From django's documentation, I became under the impression that calling:

request.session.set_expiry(300)

from one view would cause the session to expire after five minutes inactivity; however, this is not the behavior that I'm experiencing in django trunk. If I call this method from one view, and browse around to other views that don't call the method, the session expires in five minutes. The behavior that I was expecting was a expire only after five minutes of inactivity and not simply failing to call set_expiry again before the expiry.

My question then is do I really need to call set_expiry in every view? If so, does there exist some decorator that may be of assistance? I can't imagine this isn't part of contrib.

Thanks, Pete

Answer 1

As the author of those methods, I can see that the documentation isn't very clear regarding this. Your observations are correct: only requests which cause the session to be altered is considered "activity".

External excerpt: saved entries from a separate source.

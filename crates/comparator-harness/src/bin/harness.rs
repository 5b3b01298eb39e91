//! CLI entrypoint for the comparator harness.

use std::path::{Path, PathBuf};

use clap::{Parser, Subcommand};
use comparator_core::builtin;
use comparator_harness::trace_init::init_tracing;
use comparator_harness::{ComparisonPlan, PlanRunner, RunLog};

/// Runs signal comparison plans.
#[derive(Debug, Parser)]
#[command(name = "comparator-harness")]
#[command(about = "Combinatorial signal comparison from JSON plans")]
struct Cli {
    #[command(subcommand)]
    command: Command,
}

#[derive(Debug, Subcommand)]
enum Command {
    /// Execute a plan and write its report.
    Run {
        /// Plan JSON path.
        #[arg(long)]
        plan: PathBuf,
        /// Output report path (if omitted, prints to stdout).
        #[arg(long)]
        output: Option<PathBuf>,
        /// Output format: `json` (default) or `plain`.
        #[arg(long, default_value = "json")]
        format: String,
        /// Optional JSONL run log path.
        #[arg(long)]
        log: Option<PathBuf>,
        /// Run id used in the report and log trace ids.
        #[arg(long, default_value = "run")]
        run_id: String,
    },
    /// List built-in operators and products, or validate a plan.
    Describe {
        /// Plan JSON path to validate.
        #[arg(long)]
        plan: Option<PathBuf>,
    },
}

fn write_output(output: Option<&Path>, body: &str) -> Result<(), Box<dyn std::error::Error>> {
    match output {
        Some(path) => {
            if let Some(parent) = path.parent() {
                std::fs::create_dir_all(parent)?;
            }
            std::fs::write(path, body)?;
        }
        None => println!("{body}"),
    }
    Ok(())
}

fn main() -> Result<(), Box<dyn std::error::Error>> {
    init_tracing();
    let cli = Cli::parse();

    match cli.command {
        Command::Run {
            plan,
            output,
            format,
            log,
            run_id,
        } => {
            let plan = ComparisonPlan::from_file(&plan)?;
            let runner = PlanRunner::new(plan, run_id.as_str());
            let mut run_log = match &log {
                Some(path) => RunLog::to_file(path, &run_id)?,
                None => RunLog::sink(&run_id),
            };
            let report = runner.run(&mut run_log)?;
            let body = match format.to_ascii_lowercase().as_str() {
                "json" => report.to_json()?,
                "plain" => report.render_plain(runner.number_format()?),
                other => {
                    return Err(
                        format!("Unsupported format '{other}', expected json|plain").into()
                    );
                }
            };
            write_output(output.as_deref(), &body)?;
        }
        Command::Describe { plan } => match plan {
            Some(path) => {
                let plan = ComparisonPlan::from_file(&path)?;
                let runner = PlanRunner::new(plan, "describe");
                let multi = runner.build()?;
                let domains: Vec<&str> = multi.domain_names().collect();
                println!("plan: {}", runner.plan().name);
                println!("domains: {}", domains.join(", "));
                println!("signals: {}", runner.plan().signals.len());
                println!("operators: {}", runner.plan().operators.join(", "));
                println!("products: {}", runner.plan().products.join(", "));
            }
            None => {
                println!("operators:");
                for name in builtin::OPERATOR_NAMES {
                    if let Some(op) = builtin::operator(name) {
                        let symmetric = if op.is_symmetric() { ", symmetric" } else { "" };
                        println!("  {name} (arity {}{symmetric})", op.arity());
                    }
                }
                println!("products:");
                for name in builtin::PRODUCT_NAMES {
                    println!("  {name}");
                }
            }
        },
    }

    Ok(())
}
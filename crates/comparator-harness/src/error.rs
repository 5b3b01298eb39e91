//! Harness failures.

use comparator_core::ComparatorError;
use thiserror::Error;

#[derive(Debug, Error)]
pub enum HarnessError {
    #[error("i/o error: {0}")]
    Io(#[from] std::io::Error),
    #[error("malformed JSON: {0}")]
    Json(#[from] serde_json::Error),
    #[error(transparent)]
    Comparator(#[from] ComparatorError),
    #[error("unknown operator {0:?}; built-ins are {1}")]
    UnknownOperator(String, String),
    #[error("unknown product {0:?}; built-ins are {1}")]
    UnknownProduct(String, String),
    #[error("invalid plan: {0}")]
    InvalidPlan(String),
    #[error("unsupported format '{0}', expected json|plain")]
    UnsupportedFormat(String),
}
//! Cross-correlation based delay estimation for time-domain comparisons.
//!
//! Both signals are amplitude-normalized by their peak magnitude, then the
//! full-length cross-correlation
//!
//! `c[k] = Σ_n a[n + k] · conj(b[n])`,  `k = -(len(b) - 1) ..= len(a) - 1`
//!
//! is computed through a zero-padded FFT (`rustfft`). The estimated delay is
//! `argmax(c) - (len(b) - 1)`, i.e. the lag at which `a` best lines up with
//! `b`. For `a = sin(x)`, `b = sin(x + 2)` this is `+2`.

use num_complex::Complex64;

use crate::signal::Signal;
use crate::transform::fft;

/// Full cross-correlation of `a` against `b`, `len(a) + len(b) - 1` samples.
///
/// Index `i` holds lag `i - (len(b) - 1)`.
#[must_use]
pub fn cross_correlate(a: &[Complex64], b: &[Complex64]) -> Vec<Complex64> {
    if a.is_empty() || b.is_empty() {
        return Vec::new();
    }
    let out_len = a.len() + b.len() - 1;
    let size = out_len.next_power_of_two();

    let mut fa = a.to_vec();
    fa.resize(size, Complex64::new(0.0, 0.0));
    let mut fb = b.to_vec();
    fb.resize(size, Complex64::new(0.0, 0.0));

    let fa = fft(fa, false);
    let fb = fft(fb, false);
    let product: Vec<Complex64> = fa.iter().zip(&fb).map(|(x, y)| x * y.conj()).collect();
    let circular = fft(product, true);

    // Circular index `k mod size` holds lag k; unwrap negative lags first.
    let scale = 1.0 / size as f64;
    let neg = b.len() - 1;
    (0..out_len)
        .map(|i| {
            let lag = i as isize - neg as isize;
            let idx = lag.rem_euclid(size as isize) as usize;
            circular[idx] * scale
        })
        .collect()
}

fn normalized(signal: &Signal) -> Vec<Complex64> {
    let peak = signal.peak_magnitude();
    let mut out = signal.to_complex();
    if peak > 0.0 {
        for z in &mut out {
            *z /= peak;
        }
    }
    out
}

/// Integer sample delay of `b` relative to `a`.
///
/// Ties resolve to the first (most negative) lag. Real inputs are ranked by
/// the correlation value itself, complex inputs by its magnitude. Returns 0
/// when either signal is empty.
#[must_use]
pub fn estimate_delay(a: &Signal, b: &Signal) -> isize {
    let corr = cross_correlate(&normalized(a), &normalized(b));
    if corr.is_empty() {
        return 0;
    }
    let complex = a.is_complex() || b.is_complex();
    let score = |z: &Complex64| if complex { z.norm() } else { z.re };

    let mut best = 0;
    let mut best_score = f64::NEG_INFINITY;
    for (i, z) in corr.iter().enumerate() {
        let s = score(z);
        // Strict `>` keeps the first maximum; FFT round-off is far below the
        // gap between distinct correlation peaks.
        if s > best_score + 1e-12 {
            best = i;
            best_score = s;
        }
    }
    best as isize - (b.len() as isize - 1)
}

/// Shift `b` so it lines up with `a`: circular shift by `|delay|` samples.
#[must_use]
pub fn align_to(a: &Signal, b: &Signal) -> (Signal, isize) {
    let delay = estimate_delay(a, b);
    (b.rolled(delay.unsigned_abs()), delay)
}

#[cfg(test)]
mod tests {
    use super::*;

    fn real(v: &[f64]) -> Vec<Complex64> {
        v.iter().map(|&x| Complex64::new(x, 0.0)).collect()
    }

    #[test]
    fn correlation_matches_direct_sum() {
        let a = real(&[1.0, 2.0, 3.0]);
        let b = real(&[0.0, 1.0, 0.5]);
        let got = cross_correlate(&a, &b);
        let want = [0.5, 2.0, 3.5, 3.0, 0.0];
        assert_eq!(got.len(), want.len());
        for (g, w) in got.iter().zip(want) {
            assert!((g.re - w).abs() < 1e-9, "got {g}, want {w}");
            assert!(g.im.abs() < 1e-9);
        }
    }

    #[test]
    fn sine_delay_is_two() {
        let a: Vec<f64> = (0..100).map(|x| f64::from(x).sin()).collect();
        let b: Vec<f64> = (0..100).map(|x| (f64::from(x) + 2.0).sin()).collect();
        assert_eq!(estimate_delay(&Signal::from(a), &Signal::from(b)), 2);
    }

    #[test]
    fn identical_signals_have_zero_delay() {
        let a: Vec<f64> = (0..64).map(|x| (f64::from(x) * 0.3).cos()).collect();
        let s = Signal::from(a);
        assert_eq!(estimate_delay(&s, &s), 0);
    }

    #[test]
    fn negative_delay_for_lagging_signal() {
        let mut a = vec![0.0; 32];
        a[10] = 1.0;
        let mut b = vec![0.0; 32];
        b[13] = 1.0;
        assert_eq!(estimate_delay(&Signal::from(a), &Signal::from(b)), -3);
    }

    #[test]
    fn align_shifts_by_absolute_delay() {
        let mut a = vec![0.0; 16];
        a[5] = 1.0;
        let mut b = vec![0.0; 16];
        b[3] = 1.0;
        let (shifted, delay) = align_to(&Signal::from(a.clone()), &Signal::from(b));
        assert_eq!(delay, 2);
        assert_eq!(shifted, Signal::from(a));
    }

    #[test]
    fn empty_input_has_no_delay() {
        let e = Signal::Real(Vec::new());
        assert_eq!(estimate_delay(&e, &Signal::from(vec![1.0])), 0);
    }
}
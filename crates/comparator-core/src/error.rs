//! Error kinds raised by the comparison engine and its result containers.

use thiserror::Error;

/// Every failure the engine can report.
///
/// All of these are raised synchronously at the point of detection. The
/// engine is a deterministic computation, so none of them are retryable.
#[derive(Debug, Clone, PartialEq, Error)]
pub enum ComparatorError {
    #[error("cannot find label {label:?} in labels")]
    LabelNotFound { label: String },
    #[error("cannot assign {got} labels to a result with {expected} top-level entries")]
    InvalidLabelAssignment { expected: usize, got: usize },
    #[error("iteration is ill defined for a product result with {count} products: {names:?}")]
    IllDefinedIteration { count: usize, names: Vec<String> },
    #[error("operator {operator:?} has arity {arity}; only arity 1 or 2 can be laid out")]
    UnsupportedArity { operator: String, arity: usize },
    #[error("operator arity cannot be determined: {reason}")]
    UnknownArity { reason: String },
    #[error("operator {operator:?} declared arity {declared} but was called with {got} arguments")]
    ArityMismatch {
        operator: String,
        declared: usize,
        got: usize,
    },
    #[error("no operator named {0:?} is registered")]
    UnknownOperator(String),
    #[error("no product named {0:?} in result")]
    ProductNotFound(String),
    #[error("product {name:?} failed: {reason}")]
    Product { name: String, reason: String },
    #[error("signal {index} is empty after truncation and windowing")]
    EmptySignal { index: usize },
    #[error("compare requires at least one signal")]
    NoSignals,
    #[error("invalid operation domain: {0}")]
    InvalidDomain(String),
    #[error("index {index} out of range for length {len}")]
    IndexOutOfRange { index: usize, len: usize },
}

pub type Result<T> = std::result::Result<T, ComparatorError>;
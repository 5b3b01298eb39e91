//! Products: named reductions applied to every operator-result leaf.

use std::fmt;
use std::sync::Arc;

use crate::error::{ComparatorError, Result};
use crate::registry::Registry;

/// Output of one reduction: a scalar or a small fixed-size tuple.
#[derive(Debug, Clone, PartialEq)]
pub enum ProductValue {
    Scalar(f64),
    Tuple(Vec<f64>),
}

impl ProductValue {
    #[must_use]
    pub fn as_scalar(&self) -> Option<f64> {
        match self {
            Self::Scalar(x) => Some(*x),
            Self::Tuple(_) => None,
        }
    }

    #[must_use]
    pub fn as_slice(&self) -> &[f64] {
        match self {
            Self::Scalar(x) => std::slice::from_ref(x),
            Self::Tuple(v) => v,
        }
    }
}

impl From<f64> for ProductValue {
    fn from(x: f64) -> Self {
        Self::Scalar(x)
    }
}

impl From<Vec<f64>> for ProductValue {
    fn from(v: Vec<f64>) -> Self {
        Self::Tuple(v)
    }
}

type ProductFn = dyn Fn(&[f64]) -> std::result::Result<ProductValue, String> + Send + Sync;

/// A pure reduction over one channel of an operator result.
#[derive(Clone)]
pub struct Product {
    fun: Arc<ProductFn>,
}

impl Product {
    /// Infallible reduction returning a scalar or tuple.
    pub fn new<F, V>(fun: F) -> Self
    where
        F: Fn(&[f64]) -> V + Send + Sync + 'static,
        V: Into<ProductValue>,
    {
        Self {
            fun: Arc::new(move |v: &[f64]| Ok(fun(v).into())),
        }
    }

    /// Reduction that may reject its input; the message becomes the
    /// `reason` of [`ComparatorError::Product`].
    pub fn try_new<F>(fun: F) -> Self
    where
        F: Fn(&[f64]) -> std::result::Result<ProductValue, String> + Send + Sync + 'static,
    {
        Self { fun: Arc::new(fun) }
    }

    pub fn apply(&self, name: &str, values: &[f64]) -> Result<ProductValue> {
        (self.fun)(values).map_err(|reason| ComparatorError::Product {
            name: name.to_string(),
            reason,
        })
    }
}

impl fmt::Debug for Product {
    fn fmt(&self, f: &mut fmt::Formatter<'_>) -> fmt::Result {
        f.debug_struct("Product").finish_non_exhaustive()
    }
}

/// Product name → value for one leaf, in registration order.
#[derive(Debug, Clone, Default, PartialEq)]
pub struct ProductMap {
    entries: Vec<(String, ProductValue)>,
}

impl ProductMap {
    #[must_use]
    pub fn new() -> Self {
        Self::default()
    }

    pub fn insert(&mut self, name: impl Into<String>, value: ProductValue) {
        let name = name.into();
        match self.entries.iter_mut().find(|(n, _)| *n == name) {
            Some((_, slot)) => *slot = value,
            None => self.entries.push((name, value)),
        }
    }

    #[must_use]
    pub fn get(&self, name: &str) -> Option<&ProductValue> {
        self.entries.iter().find(|(n, _)| n == name).map(|(_, v)| v)
    }

    #[must_use]
    pub fn contains(&self, name: &str) -> bool {
        self.get(name).is_some()
    }

    pub fn names(&self) -> impl Iterator<Item = &str> {
        self.entries.iter().map(|(n, _)| n.as_str())
    }

    pub fn iter(&self) -> impl Iterator<Item = (&str, &ProductValue)> {
        self.entries.iter().map(|(n, v)| (n.as_str(), v))
    }

    #[must_use]
    pub fn len(&self) -> usize {
        self.entries.len()
    }

    #[must_use]
    pub fn is_empty(&self) -> bool {
        self.entries.is_empty()
    }

    /// Copy holding only `name`, or `None` if this leaf lacks it.
    #[must_use]
    pub fn only(&self, name: &str) -> Option<Self> {
        self.get(name).map(|v| Self {
            entries: vec![(name.to_string(), v.clone())],
        })
    }
}

impl<N: Into<String>> FromIterator<(N, ProductValue)> for ProductMap {
    fn from_iter<I: IntoIterator<Item = (N, ProductValue)>>(iter: I) -> Self {
        let mut map = Self::new();
        for (name, value) in iter {
            map.insert(name, value);
        }
        map
    }
}

/// Apply every registered product to `values`, in registration order.
///
/// The first failing reduction aborts the whole mapping.
pub fn get_products(products: &Registry<Product>, values: &[f64]) -> Result<ProductMap> {
    let mut out = ProductMap::new();
    for (name, product) in products.iter() {
        out.insert(name, product.apply(name, values)?);
    }
    Ok(out)
}
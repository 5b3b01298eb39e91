//! Plain nested-collection export of results via `serde`.
//!
//! Trees become nested arrays, product maps become objects, empty nodes and
//! non-finite numbers become `null`.

use serde::ser::{SerializeMap, SerializeStruct};
use serde::{Serialize, Serializer};

use crate::comparator::Comparison;
use crate::product::{ProductMap, ProductValue};
use crate::result::{Node, OperatorResult, ProductResult};

fn finite(x: f64) -> Option<f64> {
    x.is_finite().then_some(x)
}

/// Array of samples with non-finite entries as `null`.
struct Samples<'a>(&'a [f64]);

impl Serialize for Samples<'_> {
    fn serialize<S: Serializer>(&self, serializer: S) -> Result<S::Ok, S::Error> {
        serializer.collect_seq(self.0.iter().map(|&x| finite(x)))
    }
}

/// Operator-result tree with sample arrays at the leaves.
struct SampleTree<'a>(&'a Node<Vec<f64>>);

impl Serialize for SampleTree<'_> {
    fn serialize<S: Serializer>(&self, serializer: S) -> Result<S::Ok, S::Error> {
        match self.0 {
            Node::Empty => serializer.serialize_none(),
            Node::Leaf(v) => Samples(v).serialize(serializer),
            Node::Branch(children) => serializer.collect_seq(children.iter().map(SampleTree)),
        }
    }
}

impl<T: Serialize> Serialize for Node<T> {
    fn serialize<S: Serializer>(&self, serializer: S) -> Result<S::Ok, S::Error> {
        match self {
            Self::Empty => serializer.serialize_none(),
            Self::Leaf(v) => v.serialize(serializer),
            Self::Branch(children) => serializer.collect_seq(children),
        }
    }
}

impl Serialize for ProductValue {
    fn serialize<S: Serializer>(&self, serializer: S) -> Result<S::Ok, S::Error> {
        match self {
            Self::Scalar(x) => finite(*x).serialize(serializer),
            Self::Tuple(v) => Samples(v).serialize(serializer),
        }
    }
}

impl Serialize for ProductMap {
    fn serialize<S: Serializer>(&self, serializer: S) -> Result<S::Ok, S::Error> {
        let mut map = serializer.serialize_map(Some(self.len()))?;
        for (name, value) in self.iter() {
            map.serialize_entry(name, value)?;
        }
        map.end()
    }
}

impl Serialize for OperatorResult {
    fn serialize<S: Serializer>(&self, serializer: S) -> Result<S::Ok, S::Error> {
        let fields = if self.labels().is_some() { 3 } else { 2 };
        let mut s = serializer.serialize_struct("OperatorResult", fields)?;
        s.serialize_field("name", self.name())?;
        if let Some(labels) = self.labels() {
            s.serialize_field("labels", labels)?;
        } else {
            s.skip_field("labels")?;
        }
        s.serialize_field("result", &SampleTree(self.root()))?;
        s.end()
    }
}

impl Serialize for ProductResult {
    fn serialize<S: Serializer>(&self, serializer: S) -> Result<S::Ok, S::Error> {
        let mut s = serializer.serialize_struct("ProductResult", 2)?;
        s.serialize_field("products", self.product_names())?;
        s.serialize_field("result", self.result())?;
        s.end()
    }
}

/// `name → result` in registration order.
struct Named<'a, T>(&'a [(String, T)]);

impl<T: Serialize> Serialize for Named<'_, T> {
    fn serialize<S: Serializer>(&self, serializer: S) -> Result<S::Ok, S::Error> {
        serializer.collect_map(self.0.iter().map(|(n, v)| (n, v)))
    }
}

impl Serialize for Comparison {
    fn serialize<S: Serializer>(&self, serializer: S) -> Result<S::Ok, S::Error> {
        let mut s = serializer.serialize_struct("Comparison", 2)?;
        s.serialize_field("operators", &Named(&self.operators))?;
        s.serialize_field("products", &Named(&self.products))?;
        s.end()
    }
}

/// Export any result type as a JSON value.
pub fn to_json_value<T: Serialize + ?Sized>(value: &T) -> serde_json::Result<serde_json::Value> {
    serde_json::to_value(value)
}

#[cfg(test)]
mod tests {
    use super::*;
    use serde_json::json;

    #[test]
    fn operator_result_as_nested_arrays() {
        let mut r = OperatorResult::new(
            "diff",
            vec![Node::Branch(vec![Node::Leaf(vec![1.0, f64::NAN])]), Node::Empty],
        );
        assert_eq!(
            to_json_value(&r).unwrap(),
            json!({"name": "diff", "result": [[[1.0, null]], null]})
        );
        r.set_labels(Some(vec!["a".into(), "b".into()])).unwrap();
        assert_eq!(to_json_value(&r).unwrap()["labels"], json!(["a", "b"]));
    }

    #[test]
    fn product_result_as_maps() {
        let leaf: ProductMap = [
            ("mean", ProductValue::Scalar(0.5)),
            ("argmax", ProductValue::Tuple(vec![2.0, f64::INFINITY])),
        ]
        .into_iter()
        .collect();
        let r = ProductResult::new(vec![Node::Branch(vec![Node::Leaf(leaf)]), Node::Empty]);
        assert_eq!(
            to_json_value(&r).unwrap(),
            json!({
                "products": ["mean", "argmax"],
                "result": [[{"mean": 0.5, "argmax": [2.0, null]}], null]
            })
        );
    }

    #[test]
    fn comparison_keys_follow_registration_order() {
        let comparison = Comparison {
            operators: vec![
                ("b".to_string(), OperatorResult::new("b", Vec::new())),
                ("a".to_string(), OperatorResult::new("a", Vec::new())),
            ],
            products: Vec::new(),
        };
        let text = serde_json::to_string(&comparison).unwrap();
        let b = text.find("\"b\"").unwrap();
        let a = text.find("\"a\"").unwrap();
        assert!(b < a, "{text}");
    }
}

You can use the SESSION_SAVE_EVERY_REQUEST setting to get the behavior you're after (at the obvious cost of the session having to being saved every request).

Note : It will update the existing session record with latest expiry date.

Answer 2

A simple middleware would probably do better than setting this up in every view. This is what I used.

class SessionExpiry(object):
    """ Set the session expiry according to settings """
    def process_request(self, request):
        if getattr(settings, 'SESSION_EXPIRY', None):
            request.session.set_expiry(settings.SESSION_EXPIRY)
        return None

This depends on SESSION_EXPIRY being set in your config. It's format is the same as request.session.set_expiry.

MIDDLEWARE_CLASSES should be defined with this order in mind:

MIDDLEWARE_CLASSES = (
    ...
    'django.contrib.sessions.middleware.SessionMiddleware',
    '<yourproject>.<yourapp>.middleware.SessionExpiry',
    ...
}

It'd be nice if django.contrib.sessions took this setting into account by default.